4.4. Partant, ce grief doit être rejeté, sans qu'il y ait lieu d'examiner si, dans le cas contraire, les recourants auraient pu prétendre à une annulation des intérêts moratoires et autres intérêts négatifs compensatoires en lien avec les charges fiscales relatives aux périodes fiscales 2010 à 2015.  
 
III. Grief relatif à l'établissement des faits  
 
5.  
Les recourants invoquent un établissement manifestement inexact des faits et une appréciation arbitraire des preuves. 
 
5.1. Il y a arbitraire (art. 9 Cst.) dans l'établissement des faits ou l'appréciation des preuves si le juge n'a manifestement pas compris le sens et la portée d'un moyen de preuve, s'il a omis, sans raison sérieuse, de tenir compte d'un moyen important propre à modifier la décision attaquée ou encore si, sur la base des éléments recueillis, il a fait des déductions insoutenables (cf. ATF 146 IV 88 consid. 1.3.1; 144 II 281 consid. 3.6.2). Le recourant ne peut pas se borner à contredire les constatations litigieuses par ses propres allégations ou par l'exposé de sa propre appréciation des preuves; il doit indiquer de façon précise en quoi ces constatations sont arbitraires (ATF 133 II 249 consid. 1.4.3).  
 
5.2. En l'occurrence, les recourants considèrent que la Cour de justice a arbitrairement retenu qu'ils n'avaient pas réussi à démontrer que, lorsque la société G.________ SA a octroyé le prêt de 21'064'625 fr. à la recourante en décembre 2009, les parties au contrat de prêt avaient connaissance de la valeur vénale des biens immobiliers de la recourante. Ce serait donc à tort que l'autorité précédente a examiné sur la base de la valeur comptable des biens immobiliers de la recourante les circonstances et les conditions dans et auxquelles le prêt a été octroyé. D'après les recourants, les constatations de la Cour cantonale seraient contredites par un projet de promesse de vente et d'achat de 2010 et un dossier de vente datant de 2020 portant sur un immeuble de la contribuable et l'estimant à une valeur vénale supérieure à sa valeur comptable.
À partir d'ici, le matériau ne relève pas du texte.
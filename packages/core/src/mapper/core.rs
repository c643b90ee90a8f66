//! Mapper runner

use std::fmt;

use super::cleanup::{apply_drops, finish};
use super::node::Node;
use crate::config::Config;
use crate::error::MapperError;
use crate::traversal::strict;
use crate::value::Value;

/// Tree-construction function run by a [`Mapper`]
pub type MappingFn = Box<dyn Fn(&Value) -> anyhow::Result<Node> + Send + Sync>;

/// Runs a mapping function and cleans up its output
///
/// ```
/// use dendro_core::prelude::*;
/// use serde_json::json;
///
/// let mapper = Mapper::new(|source| {
///     Ok(dendro_core::node!({
///         "name": get_node(source, "patient.name", &GetOptions::new())?,
///         "age": get_node(source, "patient.age", &GetOptions::new())?,
///     }))
/// });
/// let out = mapper.run(&json!({"patient": {"name": "Ada"}})).unwrap();
/// assert_eq!(out, json!({"name": "Ada"}));
/// ```
pub struct Mapper {
    mapping: MappingFn,
    remove_empty: bool,
    strict: bool,
}

impl Mapper {
    /// Create a mapper with empty removal on and strict mode off
    pub fn new<F>(mapping: F) -> Self
    where
        F: Fn(&Value) -> anyhow::Result<Node> + Send + Sync + 'static,
    {
        Self {
            mapping: Box::new(mapping),
            remove_empty: true,
            strict: false,
        }
    }

    /// Create a mapper using the defaults from `config`
    pub fn from_config<F>(config: &Config, mapping: F) -> Self
    where
        F: Fn(&Value) -> anyhow::Result<Node> + Send + Sync + 'static,
    {
        Self::new(mapping)
            .remove_empty(config.remove_empty)
            .strict(config.strict)
    }

    /// Whether to strip nulls, empty strings and empty containers
    #[must_use]
    pub fn remove_empty(mut self, remove_empty: bool) -> Self {
        self.remove_empty = remove_empty;
        self
    }

    /// Make every retrieval inside the mapping function strict
    #[must_use]
    pub fn strict(mut self, strict: bool) -> Self {
        self.strict = strict;
        self
    }

    /// Build the output tree for `source`
    ///
    /// # Errors
    /// * `MapperError::Mapping` when the mapping function fails; the error is
    ///   passed through unchanged
    /// * `MapperError::DropOutOfBounds` when a drop marker names a container
    ///   above the output root
    pub fn run(&self, source: &Value) -> Result<Value, MapperError> {
        let span = tracing::debug_span!(
            "mapper.run",
            remove_empty = self.remove_empty,
            strict = self.strict
        );
        let _enter = span.enter();

        let node = if self.strict {
            strict::scoped(|| (self.mapping)(source))
        } else {
            (self.mapping)(source)
        }?;

        let node = apply_drops(node)?;
        let output = finish(node, self.remove_empty);
        tracing::debug!(kind = %crate::value::ValueKind::of(&output), "mapper run complete");
        Ok(output)
    }
}

impl fmt::Debug for Mapper {
    fn fmt(&self, f: &mut fmt::Formatter<'_>) -> fmt::Result {
        f.debug_struct("Mapper")
            .field("remove_empty", &self.remove_empty)
            .field("strict", &self.strict)
            .finish_non_exhaustive()
    }
}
Or, comme l'a relevé à juste titre l'autorité précédente, les documents produits par les recourants sont postérieurs à la conclusion du prêt entre la recourante et la société G.________ SA et ne concernent pas la relation entre ces deux entités. On ne perçoit donc pas en quoi l'état de fait de l'arrêt attaqué serait arbitraire sur ce point.  
 
5.3. Le grief tiré de l'établissement inexact des faits et de l'appréciation arbitraire des preuves doit partant être écarté. Le Tribunal fédéral statuera donc exclusivement sur la base des faits retenus par la Cour de justice.  
 
IV. Objet du litige  
 
6.  
Le litige a pour objet le refus de porter en déduction le prêt octroyé par la société G.________ SA à titre de passif commercial, ainsi que les intérêts sur ce prêt à titre de charges commerciales en lien avec le calcul de l'IFD et des ICC pour les périodes fiscales 2010 à 2015. Les recourants ne contestent pas que l'Administration fiscale cantonale a valablement suspendu la prescription du droit de procéder aux taxations pour les années litigieuses, de sorte que les décisions de taxations sont intervenues en temps utile (cf. art. 120 al. 1 LIFD et 47 al. 1 LHID). 
 
V. Impôt fédéral direct  
 
7.  
Les recourants contestent le refus de porter en déduction les intérêts relatifs au prêt de 21'064'625 fr. accordé par la société G.________ SA dans le cadre de l'activité de promotrice immobilière de la recourante pour le calcul de l'impôt sur le revenu s'agissant de l'IFD. 
 
7.1. Le revenu net se calcule en défalquant du total des revenus imposables les déductions générales et les frais mentionnés aux art. 26 à 33a LIFD (art. 25 LIFD). Les contribuables exerçant une activité lucrative indépendante peuvent déduire les frais qui sont justifiés par l'usage commercial ou professionnel (art. 27 al. 1 LIFD). Font notamment partie de ces frais les intérêts des dettes commerciales (art. 27 al. 2 let. d LIFD).  
 
7.2. Il ressort de l'arrêt attaqué que le prêt octroyé par la société G.________ SA constitue une dette commerciale de la recourante. Les intérêts en découlant doivent donc, en principe, être déduits pour la détermination du revenu imposable pour l'IFD. Cependant, cette déduction a été refusée par la Cour de justice, cette dernière ayant retenu l'existence d'une évasion fiscale.  
 
7.3. Selon la jurisprudence, il y a évasion fiscale: a) lorsque la forme juridique choisie par le contribuable apparaît comme insolite, inappropriée ou étrange, en tout cas inadaptée au but économique poursuivi, b) lorsqu'il y a lieu d'admettre que ce choix a été abusivement exercé uniquement dans le but d'économiser des impôts qui seraient dus si les rapports de droit étaient aménagés de façon appropriée, c) lorsque le procédé choisi conduirait effectivement à une notable économie d'impôt dans la mesure où il serait accepté par l'autorité fiscale (ATF 147 II 338 consid. 3.1; 142 II 399 consid. 4.2; 138 II 239 consid. 4.1 et les références).  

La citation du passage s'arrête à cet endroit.